In a parallel universe where the last stage is more forgiving, the new mechanics are reduced or refined, and the Sonic stages were emphasized over everything else, this would be one of my favorite games ever. But with so much unskippable cruft, I can't imagine myself replaying anything but a handful of stages again.
Played the original Dreamcast version
Final thoughts: SA2 improves over SA1 in many ways with better (but still kinda jank) physics, better cutscenes / voice acting, and more iconic music. The ending is incredibly satisfying seeing all 6 chars work together. With all of the positives, I'd give this game a 4/5 stars.
BUT...
My god I found all of the Non-Sonic/Shadow gameplay to be rather unfun. In my opinion the Tails/Eggman stages drag out WAY too long compared to the SA1 Omega stages, and the required platforming is a bit too precise to not burn a lot of lives.
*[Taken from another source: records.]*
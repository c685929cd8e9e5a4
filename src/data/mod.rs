//! Core data models for poelookup
//!
//! This module contains the data types shared by the price and wiki lookups,
//! along with the clients that fetch them.

pub mod ninja;
pub mod pagevalues;
pub mod wiki;

pub use ninja::{NinjaClient, NinjaError};
pub use pagevalues::{parse_pagevalues, strip_mediawiki_formatting, PageValuesError};
pub use wiki::{WikiClient, WikiError, WikiLookup};

use serde::{Deserialize, Serialize};
use std::collections::BTreeSet;
use std::fmt;

/// One league record from the embedded `window.leagues` array
#[derive(Debug, Clone, PartialEq, Eq, Deserialize)]
pub struct LeagueInfo {
    /// Short identifier such as "challenge" or "standard"
    pub url: String,
    /// Display name used in API queries
    pub name: String,
}

/// One priced item variant on a catalog page
#[derive(Debug, Clone, PartialEq, Serialize, Deserialize)]
#[serde(rename_all = "camelCase")]
pub struct PriceLine {
    /// Item name
    pub name: String,
    /// Price in chaos orbs
    pub chaos_value: f64,
    /// Price in exalted orbs
    #[serde(default)]
    pub exalted_value: f64,
    /// Number of linked sockets, 0 when not applicable
    #[serde(default)]
    pub links: u32,
}

/// Response body of the item overview endpoint
#[derive(Debug, Clone, Default, PartialEq, Serialize, Deserialize)]
pub struct ItemOverview {
    pub lines: Vec<PriceLine>,
}

/// Matches collected by an item search
#[derive(Debug, Clone, Default, PartialEq)]
pub struct SearchResult {
    /// Distinct matched names, sorted
    pub names: BTreeSet<String>,
    /// Every matching line, in page order
    pub lines: Vec<PriceLine>,
}

/// Catalog pages searched for prices, in search order
#[derive(Debug, Clone, Copy, PartialEq, Eq, Hash)]
pub enum CatalogPage {
    UniqueArmour,
    UniqueWeapon,
    UniqueAccessory,
    UniqueJewel,
    UniqueFlask,
    UniqueMap,
    DivinationCard,
    Prophecy,
    HelmetEnchant,
}

impl CatalogPage {
    /// All pages in the order they are searched
    pub const ALL: [CatalogPage; 9] = [
        CatalogPage::UniqueArmour,
        CatalogPage::UniqueWeapon,
        CatalogPage::UniqueAccessory,
        CatalogPage::UniqueJewel,
        CatalogPage::UniqueFlask,
        CatalogPage::UniqueMap,
        CatalogPage::DivinationCard,
        CatalogPage::Prophecy,
        CatalogPage::HelmetEnchant,
    ];

    /// Value of the `type` query parameter for this page
    pub fn as_str(&self) -> &'static str {
        match self {
            CatalogPage::UniqueArmour => "UniqueArmour",
            CatalogPage::UniqueWeapon => "UniqueWeapon",
            CatalogPage::UniqueAccessory => "UniqueAccessory",
            CatalogPage::UniqueJewel => "UniqueJewel",
            CatalogPage::UniqueFlask => "UniqueFlask",
            CatalogPage::UniqueMap => "UniqueMap",
            CatalogPage::DivinationCard => "DivinationCard",
            CatalogPage::Prophecy => "Prophecy",
            CatalogPage::HelmetEnchant => "HelmetEnchant",
        }
    }
}

impl fmt::Display for CatalogPage {
    fn fmt(&self, f: &mut fmt::Formatter<'_>) -> fmt::Result {
        f.write_str(self.as_str())
    }
}

/// Equipment attributes parsed from a wiki page's pagevalues
///
/// A field is `None` when the page has no value for it. Requirement fields
/// whose value is "0" are also `None`.
#[derive(Debug, Clone, Default, PartialEq, Eq)]
pub struct ItemInfo {
    pub implicit_stat_text: Option<String>,
    pub explicit_stat_text: Option<String>,
    pub required_level_range_text: Option<String>,
    pub required_dexterity_range_text: Option<String>,
    pub required_intelligence_range_text: Option<String>,
    pub required_strength_range_text: Option<String>,
    /// Icon file name with the `File:` prefix removed
    pub inventory_icon: Option<String>,
}

/// Rich attachment sent along with a reply
#[derive(Debug, Clone, PartialEq, Eq, Serialize)]
pub struct Embed {
    pub title: String,
    pub description: String,
    pub url: String,
    #[serde(skip_serializing_if = "Option::is_none")]
    pub image: Option<EmbedImage>,
}

#[derive(Debug, Clone, PartialEq, Eq, Serialize)]
pub struct EmbedImage {
    pub url: String,
}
The biggest gameplay culprit has to be the Knuckles / Rogue stages. They are WAY too big (especially the space levels). The 1-shard-at-a-time tracker just drags out the stages longer, and sometimes the shards are too hidden if you don't have a walkthrough. My finish time for Aquatic mine is like 20 minutes and I found it too frustrating!!!
The downsides are substantial enough to unfortunately lower my overall rating of this game to a 3/5 stars.